Hannoveraner ist es „zu langweilig" in der Heimat

 
Langeweile und Alltagsroutine sind seine Sache nicht. Deshalb wundert es auch keinen, daß der Hannoveraner Karl Nolle zum ersten mal in Dresden Geburtstag feiert, fünfzig Jahre alt wird er heute.

Zunächst verbanden den nieder¬sächsischen Unternehmer nur freundschaftliche und touristische Bande mit der Elbestadt. Nach der Wende sprühten Nolles Dresdner Freunde vor neuen Ideen und rissen den Westdeut¬schen mit. So entstand das Stadtmagazin Sax, das Nolle in seinem Betrieb in Hannover druckte. Eine Übergangslösung, die keinen so recht überzeugte. 1991 suchte man nach einem drucktechnischen Standbein in Dresden.
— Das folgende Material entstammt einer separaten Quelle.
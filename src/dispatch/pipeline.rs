//! Dispatch pipeline.
//!
//! # Responsibilities
//! - Orchestrate one request end to end: route match, auth gate, rate
//!   limit, circuit breaker, cache lookup, type handler, cache write,
//!   breaker bookkeeping, metrics
//! - Own the five route-type handlers (proxy, redirect, function, mock,
//!   webhook)
//!
//! # Design Decisions
//! - Gate rejections (auth/rate-limit/breaker) never reach the handler
//!   and are never retried here
//! - Breaker accounting covers only upstream outcomes: timeouts,
//!   connection errors, and 502/503/504 passthrough statuses count as
//!   failures; transformation errors outside the upstream call do not
//! - Rate-limit slots are refunded post-dispatch when the route's skip
//!   flags exclude the observed response class from quota

use std::sync::Arc;
use std::time::Duration;

use crate::cache::{self, ResponseCache};
use crate::context::{RequestContext, ResponseContext};
use crate::error::{GatewayError, GatewayResult};
use crate::observability::metrics::{record_request, MetricsAggregate};
use crate::resilience::BreakerRegistry;
use crate::routing::matcher;
use crate::routing::route::{Route, RouteType};
use crate::routing::RouteRegistry;
use crate::security::rate_limit::window_key;
use crate::security::{access_control, RateLimiterRegistry};
use crate::transform::{Direction, FunctionRegistry, TransformRegistry};
use crate::upstream::{UpstreamClient, UpstreamRequest};

use super::proxy;

/// Orchestrates dispatch across the shared registries.
pub struct Dispatcher {
    routes: Arc<RouteRegistry>,
    breakers: Arc<BreakerRegistry>,
    limiters: Arc<RateLimiterRegistry>,
    transforms: Arc<TransformRegistry>,
    functions: Arc<FunctionRegistry>,
    cache: ResponseCache,
    client: Arc<dyn UpstreamClient>,
    metrics: Arc<MetricsAggregate>,
}

impl Dispatcher {
    #[allow(clippy::too_many_arguments)]
    pub fn new(
        routes: Arc<RouteRegistry>,
        breakers: Arc<BreakerRegistry>,
        limiters: Arc<RateLimiterRegistry>,
        transforms: Arc<TransformRegistry>,
        functions: Arc<FunctionRegistry>,
        cache: ResponseCache,
        client: Arc<dyn UpstreamClient>,
        metrics: Arc<MetricsAggregate>,
    ) -> Self {
        Self {
            routes,
            breakers,
            limiters,
            transforms,
            functions,
            cache,
            client,
            metrics,
        }
    }

    /// Run one request through the pipeline.
    pub async fn dispatch(&self, mut ctx: RequestContext) -> GatewayResult<ResponseContext> {
        let route = self
            .routes
            .find_route(&ctx.path, &ctx.method, ctx.tenant_id.as_deref())
            .ok_or_else(|| GatewayError::RouteNotFound {
                method: ctx.method.clone(),
                path: ctx.path.clone(),
            })
            .map_err(|err| {
                record_request(
                    &self.metrics,
                    "unmatched",
                    &ctx.method,
                    err.status_code(),
                    ctx.received_at.elapsed(),
                    0,
                );
                err
            })?;

        ctx.path_params = matcher::extract_path_params(&ctx.path, &route.path);
        ctx.route = Some(route.clone());

        tracing::debug!(
            request_id = %ctx.id,
            route_id = %route.id,
            method = %ctx.method,
            path = %ctx.path,
            "Dispatching request"
        );

        let result = self.execute(&route, &ctx).await;
        let duration = ctx.received_at.elapsed();

        match result {
            Ok(mut resp) => {
                resp.duration = duration;
                record_request(
                    &self.metrics,
                    &route.id,
                    &ctx.method,
                    resp.status,
                    duration,
                    resp.size,
                );
                Ok(resp)
            }
            Err(err) => {
                record_request(
                    &self.metrics,
                    &route.id,
                    &ctx.method,
                    err.status_code(),
                    duration,
                    0,
                );
                tracing::debug!(request_id = %ctx.id, route_id = %route.id, error = %err, "Dispatch failed");
                Err(err)
            }
        }
    }

    /// Steps 2-9: gates, cache, handler, bookkeeping.
    async fn execute(&self, route: &Route, ctx: &RequestContext) -> GatewayResult<ResponseContext> {
        if let Some(auth) = &route.config.auth {
            access_control::enforce(&route.id, auth, ctx)?;
        }

        let mut limiter_key = None;
        if let Some(policy) = &route.config.rate_limit {
            let caller = ctx.principal.as_ref().map(|p| p.id.as_str());
            let key = window_key(&route.id, caller, policy);
            self.limiters.check(&route.id, &key, policy)?;
            limiter_key = Some(key);
        }

        if let Some(policy) = &route.config.breaker {
            self.breakers.check(&route.id, policy)?;
        }

        let cache_key = route
            .config
            .cache
            .as_ref()
            .map(|policy| cache::cache_key(route, policy, ctx));
        if let Some(key) = cache_key.as_deref() {
            if let Some(hit) = self.cache.lookup(key).await {
                tracing::debug!(request_id = %ctx.id, route_id = %route.id, "Cache hit");
                // A hit short-circuits dispatch; an admitted half-open
                // trial must not stay consumed by it.
                if route.config.breaker.is_some() {
                    self.breakers.release_trial(&route.id);
                }
                self.refund_if_skipped(route, limiter_key.as_deref(), hit.is_success());
                return Ok(hit);
            }
        }

        let outcome = self.invoke_handler(route, ctx).await;

        if let Some(policy) = route.config.cache.as_ref() {
            if let (Ok(resp), Some(key)) = (&outcome, cache_key.as_deref()) {
                self.cache.store(key, policy, resp).await;
            }
        }

        if let Some(policy) = &route.config.breaker {
            if Self::is_upstream_failure(route, &outcome) {
                self.breakers.record_failure(&route.id, policy);
            } else if outcome.is_ok() {
                self.breakers.record_success(&route.id);
            } else {
                // Handler failed before any upstream outcome
                // (transformation, configuration); the trial slot comes
                // back without closing or reopening the breaker.
                self.breakers.release_trial(&route.id);
            }
        }

        let succeeded = outcome.as_ref().map(ResponseContext::is_success).unwrap_or(false);
        self.refund_if_skipped(route, limiter_key.as_deref(), succeeded);

        outcome
    }

    fn refund_if_skipped(&self, route: &Route, limiter_key: Option<&str>, succeeded: bool) {
        let (Some(policy), Some(key)) = (&route.config.rate_limit, limiter_key) else {
            return;
        };
        if (succeeded && policy.skip_successful_requests)
            || (!succeeded && policy.skip_failed_requests)
        {
            self.limiters.refund(key);
        }
    }

    /// Did the handler outcome represent an upstream failure for breaker
    /// purposes? Passthrough 502/503/504 from a proxy target counts.
    fn is_upstream_failure(route: &Route, outcome: &GatewayResult<ResponseContext>) -> bool {
        match outcome {
            Err(GatewayError::UpstreamTimeout { .. }) | Err(GatewayError::UpstreamError { .. }) => {
                true
            }
            Ok(resp) => {
                route.kind == RouteType::Proxy && matches!(resp.status, 502 | 503 | 504)
            }
            Err(_) => false,
        }
    }

    /// Step 7: dispatch by route type.
    async fn invoke_handler(
        &self,
        route: &Route,
        ctx: &RequestContext,
    ) -> GatewayResult<ResponseContext> {
        match route.kind {
            RouteType::Proxy => self.handle_proxy(route, ctx).await,
            RouteType::Redirect => self.handle_redirect(route, ctx),
            RouteType::Function => self.handle_function(route, ctx).await,
            RouteType::Mock => Ok(Self::handle_mock(route)),
            RouteType::Webhook => self.handle_webhook(route, ctx),
        }
    }

    async fn handle_proxy(
        &self,
        route: &Route,
        ctx: &RequestContext,
    ) -> GatewayResult<ResponseContext> {
        let mut transformed = false;

        let mut body = ctx.body.clone();
        if let Some(transformer) = self.transforms.get(&route.id, Direction::Request) {
            if let Some(payload) = body.take() {
                body = Some(transformer.apply(payload).map_err(|message| {
                    GatewayError::Transformation {
                        route_id: route.id.clone(),
                        message,
                    }
                })?);
                transformed = true;
            }
        }

        let mut resp = proxy::dispatch(self.client.as_ref(), route, ctx, body).await?;

        if let Some(transformer) = self.transforms.get(&route.id, Direction::Response) {
            if let Some(payload) = resp.body.take() {
                let replaced = transformer.apply(payload).map_err(|message| {
                    GatewayError::Transformation {
                        route_id: route.id.clone(),
                        message,
                    }
                })?;
                resp = resp.with_body(replaced);
                transformed = true;
            }
        }

        resp.transformed = transformed;
        Ok(resp)
    }

    fn handle_redirect(&self, route: &Route, ctx: &RequestContext) -> GatewayResult<ResponseContext> {
        let location = proxy::build_target_url(route, ctx)?;
        Ok(ResponseContext::new(route.config.redirect_status).with_header("location", location))
    }

    async fn handle_function(
        &self,
        route: &Route,
        ctx: &RequestContext,
    ) -> GatewayResult<ResponseContext> {
        let function = self.functions.get(&route.target).ok_or_else(|| {
            GatewayError::InvalidRouteType {
                route_id: route.id.clone(),
                message: format!("no function registered as '{}'", route.target),
            }
        })?;
        function.call(ctx).await
    }

    fn handle_mock(route: &Route) -> ResponseContext {
        let mock = route.config.mock.clone().unwrap_or_default();
        let mut resp = ResponseContext::new(mock.status);
        for (name, value) in mock.headers {
            resp = resp.with_header(name, value);
        }
        if !mock.body.is_empty() {
            resp = resp.with_body(mock.body);
        }
        resp
    }

    /// Spawn asynchronous delivery and acknowledge immediately.
    fn handle_webhook(&self, route: &Route, ctx: &RequestContext) -> GatewayResult<ResponseContext> {
        let url = proxy::build_target_url(route, ctx)?;
        let request = UpstreamRequest {
            method: "POST".to_string(),
            url,
            headers: proxy::merge_headers(route, ctx),
            body: ctx.body.clone(),
            timeout: Duration::from_millis(route.config.timeout_ms),
        };

        let client = self.client.clone();
        let route_id = route.id.clone();
        tokio::spawn(async move {
            match client.send(request).await {
                Ok(resp) => {
                    tracing::debug!(route_id, status = resp.status, "Webhook delivered");
                }
                Err(failure) => {
                    tracing::warn!(route_id, failure = ?failure, "Webhook delivery failed");
                }
            }
        });

        Ok(ResponseContext::new(202).with_body("{\"accepted\":true}"))
    }
}
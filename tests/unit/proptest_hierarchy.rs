//! Property-based tests for hierarchy normalization
//!
//! Uses proptest to verify properties that should hold for all inputs.

use coursesync::core::models::QualifiedName;
use coursesync::core::services::{HierarchyEntry, HierarchyError, normalize};
use proptest::prelude::*;
use std::collections::HashMap;

/// Random forest: every task's parent, if any, comes earlier
fn forest() -> impl Strategy<Value = HashMap<String, HierarchyEntry>> {
    prop::collection::vec((any::<prop::sample::Index>(), any::<bool>(), " ?[a-z]{1,6} ?"), 1..40).prop_map(
        |nodes| {
            nodes
                .into_iter()
                .enumerate()
                .map(|(i, (parent, has_parent, title))| {
                    let parent = (i > 0 && has_parent).then(|| parent.index(i).to_string());
                    (i.to_string(), HierarchyEntry::new(parent.as_deref(), &title))
                })
                .collect()
        },
    )
}

proptest! {
    /// A name is the parent's name extended by the trimmed title
    #[test]
    fn name_extends_parent(entries in forest()) {
        let hierarchy = normalize(&entries).unwrap();
        prop_assert_eq!(hierarchy.len(), entries.len());

        for (id, entry) in &entries {
            let expected = match &entry.parent_id {
                Some(parent) => hierarchy.name(parent).unwrap().child(&entry.title),
                None => QualifiedName::root(&entry.title),
            };
            prop_assert_eq!(hierarchy.name(id), Some(&expected));
            prop_assert_eq!(
                hierarchy.name(id).unwrap().segments().last().map(String::as_str),
                Some(entry.title.trim())
            );
        }
    }

    /// Normalizing twice gives the same names
    #[test]
    fn normalization_is_deterministic(entries in forest()) {
        let first = normalize(&entries).unwrap();
        let second = normalize(&entries).unwrap();
        for id in entries.keys() {
            prop_assert_eq!(first.name(id), second.name(id));
        }
    }

    /// Pointing a root at one of its descendants is always detected
    #[test]
    fn back_edge_is_a_cycle(mut entries in forest(), pick in any::<prop::sample::Index>()) {
        let len = entries.len();
        let leaf = pick.index(len);

        // walk up from the leaf to its root and close the loop
        let mut root = leaf.to_string();
        while let Some(parent) = entries[&root].parent_id.clone() {
            root = parent;
        }
        entries.get_mut(&root).unwrap().parent_id = Some(leaf.to_string());

        let cyclic = matches!(normalize(&entries), Err(HierarchyError::Cycle { .. }));
        prop_assert!(cyclic);
    }
}
//! Centralized path definitions for coursesync
//!
//! ## Layout
//!
//! ```text
//! ./coursesync.toml                      # Config (or ~/.config/coursesync/config.toml)
//! {root}/
//! ├── {task}/{subtask}/{student}/        # One checkout per submission
//! │   └── .coursesync-revision           # Last successful fetch (account, path, revision)
//! └── {unsorted}/{student}/              # Bulk checkout of a whole repository
//! ```

use std::path::{Path, PathBuf};

/// Config filename looked up in the working directory
pub const CONFIG_FILE: &str = "coursesync.toml";

/// Directory under the user config dir
const GLOBAL_DIR: &str = "coursesync";

/// Config filename under [`GLOBAL_DIR`]
const GLOBAL_CONFIG_FILE: &str = "config.toml";

/// Revision marker kept inside each checkout
pub const REVISION_MARKER: &str = ".coursesync-revision";

/// Working copy metadata directory of the VCS client
pub const VCS_METADATA_DIR: &str = ".svn";

/// Resolve the configuration file to use
///
/// An explicit path always wins. Otherwise `coursesync.toml` in the working
/// directory is used when present, then the per-user config file.
#[must_use]
pub fn config_file(explicit: Option<&Path>) -> PathBuf {
    if let Some(path) = explicit {
        return path.to_path_buf();
    }

    let local = PathBuf::from(CONFIG_FILE);
    if local.exists() {
        return local;
    }

    match global_config_file() {
        Some(global) if global.exists() => global,
        _ => local,
    }
}

/// Get path to the per-user config file, e.g. `~/.config/coursesync/config.toml`
#[must_use]
pub fn global_config_file() -> Option<PathBuf> {
    dirs::config_dir().map(|dir| dir.join(GLOBAL_DIR).join(GLOBAL_CONFIG_FILE))
}

/// Get path to the revision marker of a checkout
#[must_use]
pub fn revision_marker(destination: &Path) -> PathBuf {
    destination.join(REVISION_MARKER)
}
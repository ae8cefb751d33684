//! CLI layer for coursesync
//!
//! This module contains the command-line interface:
//!
//! - [`app`] - CLI definitions and entry point
//! - [`commands`] - Command implementations

pub mod app;
pub mod commands;

// Re-export main entry point
pub use app::run;
//! CLI definitions and entry point

use std::path::PathBuf;

use clap::{Parser, Subcommand};
use colored::Colorize;

use super::commands;
use super::commands::SyncRequest;
use coursesync::error::ExitCode;
use coursesync::output::OutputMode;
use coursesync::paths;

/// coursesync - Mirror coursework submissions into a local tree
#[derive(Parser, Debug)]
#[command(
    name = "coursesync",
    version,
    about = "Mirror coursework submissions into a local tree",
    long_about = "Download student submissions of the configured courses.\n\n\
                  Course data is read from the course service; every submission is\n\
                  checked out from the student's repository into {root}/{task}/{student}."
)]
pub struct Cli {
    /// Configuration file (default: ./coursesync.toml, then the user config dir)
    #[arg(short = 'C', long, global = true, value_name = "FILE")]
    pub config: Option<PathBuf>,

    /// Enable verbose output
    #[arg(short, long, global = true, conflicts_with = "quiet")]
    pub verbose: bool,

    /// Only report errors
    #[arg(short, long, global = true)]
    pub quiet: bool,

    /// Output in JSON format (machine-readable)
    #[arg(long, global = true)]
    pub json: bool,

    #[command(subcommand)]
    pub command: Option<Command>,
}

#[derive(Subcommand, Debug)]
pub enum Command {
    /// Download submissions
    Sync {
        /// Only these course ids
        #[arg(short = 'c', long = "course", value_name = "ID")]
        courses: Vec<String>,

        /// Only these tasks (qualified name or title)
        #[arg(short = 't', long = "task", value_name = "NAME")]
        tasks: Vec<String>,

        /// Only these students (name or account)
        #[arg(short = 's', long = "student", value_name = "NAME")]
        students: Vec<String>,

        /// Fetch whole repositories of submissions with unknown location
        #[arg(long)]
        force: bool,

        /// Ask for a link after each whole-repository fetch
        #[arg(long, requires = "force")]
        ask_link: bool,

        /// Delete links made redundant by a reported path
        #[arg(long)]
        remove_links: bool,

        /// Check out even when the revision marker matches
        #[arg(long)]
        no_cache: bool,

        /// Only show what would be fetched
        #[arg(long)]
        dry_run: bool,
    },

    /// List task names
    Tasks,

    /// List students
    Students,

    /// Manage links from review ids to repository paths
    Link {
        #[command(subcommand)]
        action: LinkAction,
    },

    /// Manage account relocations
    Relocate {
        #[command(subcommand)]
        action: RelocateAction,
    },
}

#[derive(Subcommand, Debug)]
pub enum LinkAction {
    /// Link a review to a path in the student's repository
    Add {
        /// Review id
        review_id: String,

        /// Path inside the repository (words are joined with spaces)
        #[arg(required = true, num_args = 1..)]
        path: Vec<String>,
    },

    /// Remove a link
    Remove {
        /// Review id
        review_id: String,
    },

    /// List links
    List,
}

#[derive(Subcommand, Debug)]
pub enum RelocateAction {
    /// Use account `to` wherever `from` is reported
    Add {
        /// Reported account
        from: String,

        /// Account to use instead
        to: String,
    },

    /// Remove a relocation
    Remove {
        /// Reported account
        from: String,
    },

    /// List relocations
    List,
}

fn init_logging(verbose: bool, quiet: bool) {
    let level = if verbose {
        "debug"
    } else if quiet {
        "error"
    } else {
        "warn"
    };
    env_logger::Builder::from_env(env_logger::Env::default().default_filter_or(level)).init();
}

/// Run the CLI, returning the process exit code
pub fn run() -> i32 {
    let cli = Cli::parse();
    init_logging(cli.verbose, cli.quiet);

    let output_mode = if cli.json {
        OutputMode::Json
    } else {
        OutputMode::Human
    };
    let config = paths::config_file(cli.config.as_deref());

    let result = match cli.command {
        Some(Command::Sync {
            courses,
            tasks,
            students,
            force,
            ask_link,
            remove_links,
            no_cache,
            dry_run,
        }) => {
            let request = SyncRequest {
                courses,
                tasks,
                students,
                force,
                ask_link,
                remove_links,
                no_cache,
                dry_run,
            };
            commands::sync(&config, request, output_mode)
        },
        Some(Command::Tasks) => commands::tasks(&config, output_mode),
        Some(Command::Students) => commands::students(&config, output_mode),
        Some(Command::Link { action }) => commands::link(&config, action, output_mode),
        Some(Command::Relocate { action }) => commands::relocate(&config, action, output_mode),
        None => {
            if output_mode == OutputMode::Json {
                println!(
                    "{}",
                    serde_json::json!({
                        "version": coursesync::VERSION,
                        "hint": "Use --help for usage"
                    })
                );
            } else {
                println!("coursesync v{}", coursesync::VERSION);
                println!("\nRun 'coursesync --help' for usage");
            }
            Ok(())
        },
    };

    match result {
        Ok(()) => ExitCode::Success.code(),
        Err(e) => {
            let code = ExitCode::of(&e);
            if output_mode == OutputMode::Json {
                println!(
                    "{}",
                    serde_json::json!({
                        "error": format!("{e:#}"),
                        "code": code.as_str()
                    })
                );
            } else {
                eprintln!("{} {e:#}", "error:".red().bold());
            }
            code.code()
        },
    }
}
//! Process exit codes
//!
//! Fatal failures are grouped into categories, each with its own exit code,
//! so scripts can tell a broken configuration from missing credentials.

use crate::config::ConfigError;

/// Exit code categories
#[derive(Debug, Clone, Copy, PartialEq, Eq)]
pub enum ExitCode {
    /// Finished normally (0)
    Success,
    /// Configuration unreadable, invalid or incomplete (1)
    Config,
    /// Authentication data missing or client setup failed (2)
    Auth,
    /// Course id list missing or malformed (3)
    Parse,
    /// Any other failure of the requested command (4)
    Failure,
}

impl ExitCode {
    /// Numeric process exit code
    #[must_use]
    pub const fn code(self) -> i32 {
        match self {
            Self::Success => 0,
            Self::Config => 1,
            Self::Auth => 2,
            Self::Parse => 3,
            Self::Failure => 4,
        }
    }

    /// Short name of the category
    #[must_use]
    pub const fn as_str(self) -> &'static str {
        match self {
            Self::Success => "SUCCESS",
            Self::Config => "CONFIG_ERROR",
            Self::Auth => "AUTH_ERROR",
            Self::Parse => "PARSE_ERROR",
            Self::Failure => "FAILURE",
        }
    }

    /// Find the exit code for an error chain
    #[must_use]
    pub fn of(error: &anyhow::Error) -> Self {
        error
            .chain()
            .find_map(|cause| {
                cause
                    .downcast_ref::<ConfigError>()
                    .map(ConfigError::exit_code)
                    .or_else(|| cause.downcast_ref::<AuthError>().map(|_| Self::Auth))
            })
            .unwrap_or(Self::Failure)
    }
}

impl std::fmt::Display for ExitCode {
    fn fmt(&self, f: &mut std::fmt::Formatter<'_>) -> std::fmt::Result {
        write!(f, "{} ({})", self.as_str(), self.code())
    }
}

/// The authenticated client for the course service could not be set up
#[derive(Debug, thiserror::Error)]
#[error("cannot set up authentication: {0}")]
pub struct AuthError(pub String);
Nach längeren Verhandlungen mit der Treuhand übernahm Nolle schließlich als Geschäftsführer den früheren Graphischen Großbetrieb Völkerfreundschaft. (den Teilbetrieb in der Bärensteiner Straße)

Seitdem hat sich viel getan. In Nolles Offsetdruckerei stehen Laserdrucker, Scanner und Computer. Aber im Keller des Druckhauses laufen die Maschinen noch in einem anderen Rhythmus. Hier stehen vier drucktechnische Dinosaurier: Lichtdruckmaschinen, um die hundert Jahre alt. Überzeugt von der Qualität des Verfahrens rettete Nolle 1993 Anlagen, Arbeitsplätze und die unschätzbare Erfahrung der Mitarbeiter der ehemaligen Lichtdruckwerkstatt Dresden, die vor ihrem Aus stand. „Ich wußte, es gibt keinen außer mir, der das bezahlt," begründet Nolle seine Investition von einer Million Mark. Hier werden in einem Verfahren, das der Fotografie ähnelt, die Vorlagen ohne Auflösung in Farbpunkte genau übertragen. So entstehen Reproduktionen und Kunstwerke. Als „lebendiges Mu¬seum" steht die Werkstatt jedem offen. Zukunft und Vergangenheit bilden für Nolle keine Gegensätze, und so wird an der Verbesserung des historischen Druckverfahrens weiter geforscht. Ein Bestandteil dieses Konzeptes ist auch die hochmoderne Entsorgungsanlage, die die Schwermetalle, die beim Druck entstehen, umweltgerecht aufbereitet.

„Bis zum Sommer werde ich umsiedeln. Dann habe ich nicht nur ein Dresdner Autokennzeichen sondern auch einen Dresdner Paß. Dann werde ich vom Niedersachsen zum Sachsen," so sehen Nolles persönliche Pläne aus. Er hat den Hannoveraner Betrieb verkauft und freut sich auf die neuen Herausforderungen: „In Hannover ist es langweilig geworden, da ist kein Kick mehr." Dafür wird von dem quirligen Unternehmer in Dresden noch oft zu hören sein, sei es als Verfechter der alten Lichtdrucktechnik oder mit Aktionen wie dem Plakatwettbewerb anläßlich des Jahrestages des Bombenangriffs auf die Stadt.